San Mateo y el ángel

Miguel Ángel Manrique

Taller de Edición · Rocca

A lo largo de tres siglos y medio, San Mateo y el ángel se enfrenta a varias de las amenazas que puede sufrir una obra de arte: el fuego, la guerra, el rechazo, el tiempo mismo. Encargada a Caravaggio por el cardenal Del Monte, en Roma, es rechazada por la Iglesia, primero, y luego por la aristocracia europea del siglo diecinueve; es cambiada de sitio en Berlín para evitar que los destrozos acaben con ella, durante la Segunda Guerra Mundial; está en una habitación en llamas donde una mujer casi se enfrenta a una pregunta de reinado de belleza: ¿qué o a quién salvar, al soldado nazi o la obra maestra?

Cinco cartas y un diálogo es todo lo que le hace falta a Miguel Ángel Manrique para contar la historia del cuadro. Las cartas fueron escritas por personas que se cruzaron con la obra y en la mayoría de los casos hicieron algo para salvarla; la conversación es entre míster Feeney, exsacerdote y traductor al español de las cartas, y el padre Sigüenza, viejo amigo suyo. Lo que no hay en ninguna parte, ni en las cartas ni en el diálogo, es mucha coherencia.

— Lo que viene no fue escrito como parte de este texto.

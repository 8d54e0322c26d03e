//! Contact domain model.
//!
//! # Responsibility
//! - Define the persisted and wire-facing contact shapes.
//! - Own validation rules and partial change-sets for those shapes.
//!
//! # Invariants
//! - Every persisted contact is identified by a storage-assigned `ContactId`.
//! - Deletion is a hard delete; there are no tombstones.

pub mod contact;
pub mod patch;
pub mod validation;
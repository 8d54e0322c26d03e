//! Explicit mapping between wire and persisted contact shapes.
//!
//! # Invariants
//! - Every content field is copied verbatim in both directions.
//! - `to_internal` never takes identity from the wire record: new records get
//!   `UNSAVED_CONTACT_ID`, existing records keep their stored id.

use crate::model::contact::{Contact, ContactEntity, UNSAVED_CONTACT_ID};

/// Maps a persisted record to its wire shape.
pub fn to_external(entity: &ContactEntity) -> Contact {
    Contact {
        id: entity.id,
        first_name: entity.first_name.clone(),
        last_name: entity.last_name.clone(),
        company: entity.company.clone(),
        email: entity.email.clone(),
        phone_number: entity.phone_number.clone(),
        address: entity.address.clone(),
        note: entity.note.clone(),
    }
}

/// Maps a wire record to the persisted shape.
///
/// With `existing`, the stored identity is preserved and only content fields
/// are overwritten.
pub fn to_internal(contact: &Contact, existing: Option<&ContactEntity>) -> ContactEntity {
    ContactEntity {
        id: existing.map_or(UNSAVED_CONTACT_ID, |entity| entity.id),
        first_name: contact.first_name.clone(),
        last_name: contact.last_name.clone(),
        company: contact.company.clone(),
        email: contact.email.clone(),
        phone_number: contact.phone_number.clone(),
        address: contact.address.clone(),
        note: contact.note.clone(),
    }
}

/// Maps a batch of persisted records, preserving order.
pub fn to_external_all(entities: &[ContactEntity]) -> Vec<Contact> {
    entities.iter().map(to_external).collect()
}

Las cosas, por ejemplo, pasan sin una lógica convincente: una mujer encuentra malherido a Caravaggio, lo lleva a su casa y trata de salvarlo; él le dice que es pintor, le da las gracias y se desmaya: sólo con eso debemos creer que ella queda enamorada y dispuesta a caminar durante nueve días hasta Roma para averiguar sobre la vida y el misterio del artista. También se abusa del azar: una alemana entra en la casamata donde está el cuadro y trata de salvarlo en el momento en que un grupo de soldados americanos llega y se lleva a un alemán moribundo; uno de los soldados resulta ser el papá del traductor, que le escribe a su esposa, en Estados Unidos, contándole del cuadro: nada que objetar hasta ahí, excepto que la carta escrita por la alemana que no puede salvar el cuadro llega también, por error del cartero, nada menos que a la dirección de la esposa de ese mismo soldado. Además, las cartas se ocupan más de la historia que necesita contar Manrique que de lo que quieren comunicar sus remitentes: la alemana escribe para contarle al tío que su mamá, la abuela de ella, murió en el bombardeo de Berlín, pero se dedica en cambio a describir cómo estuvo a punto de salvar la pintura del fuego y sólo recuerda de nuevo la importante noticia que la mueve a escribir al final, cuando a modo de despedida dice: “Siento lo de la abuela”. Por si fuera poco, cualquier momento parece suficiente para que pasen un montón de cosas que normalmente ocurrirían en un lapso más sosegado: durante la inauguración de un museo, la princesa de Leignitz, esposa de Federico Guillermo de Prusia, tiene tiempo de ir hasta la sala donde se exhibe la pintura, meter la mano detrás del cuadro, descubrir ahí dos cartas, pedir “a mi traductor y amanuense me las leyera” y redactar una nueva carta explicándolo todo mientras abajo, en el primer piso, continúa la fiesta.

Voy a parar ahí, aunque podría seguir señalando inconsistencias en el relato. Las fechas y los nombres históricos, por ejemplo, no son muy exactos, y uno podría estar dispuesto a aceptarlo si el resto de la historia no estuviera tan débilmente armado. Este es un problema de destreza, por supuesto: Manrique tiene una estructura que podría funcionar muy bien, pero no sabe cómo hilar una cosa con la otra ni abordar bien las voces de sus personajes o dosificar la narración sin que se note el artificio. Para presentar una información de contexto, por ejemplo, escribe: “‘Cuatro siglos atrás’, pensó el padre Sigüenza, ‘la Reforma había precipitado la caída de la Iglesia de Roma como fuerza política, social, cultural y religiosa. Trento, un concilio de clérigos católicos, los separó definitivamente de los protestantes, pero modernizó la Iglesia, creó la Compañía de Jesús, decretó el pecado original y prohibió representar las imágenes sagradas que no se inspiraban en la Biblia. De algún modo, este tipo de censura era semejante al practicado por los fundamentalismos religiosos del siglo XX, la Alemania de Hitler y las dictaduras políticas del Tercer Mundo’”, y está bien que quiera presentar estos datos, pero ¿cómo creer que alguien piensa como si recitara un libro de texto?

Sigüenza no es el único que piensa así: San Mateo y el ángel termina con una reflexión de míster Feeney que también parece el fragmento de una enciclopedia. No creo que haga falta reproducirlo, aunque voy a tomarlo como algo simbólico: las enciclopedias contienen un conocimiento básico, pero uno no las lee esperando encontrar la escritura de las buenas historias.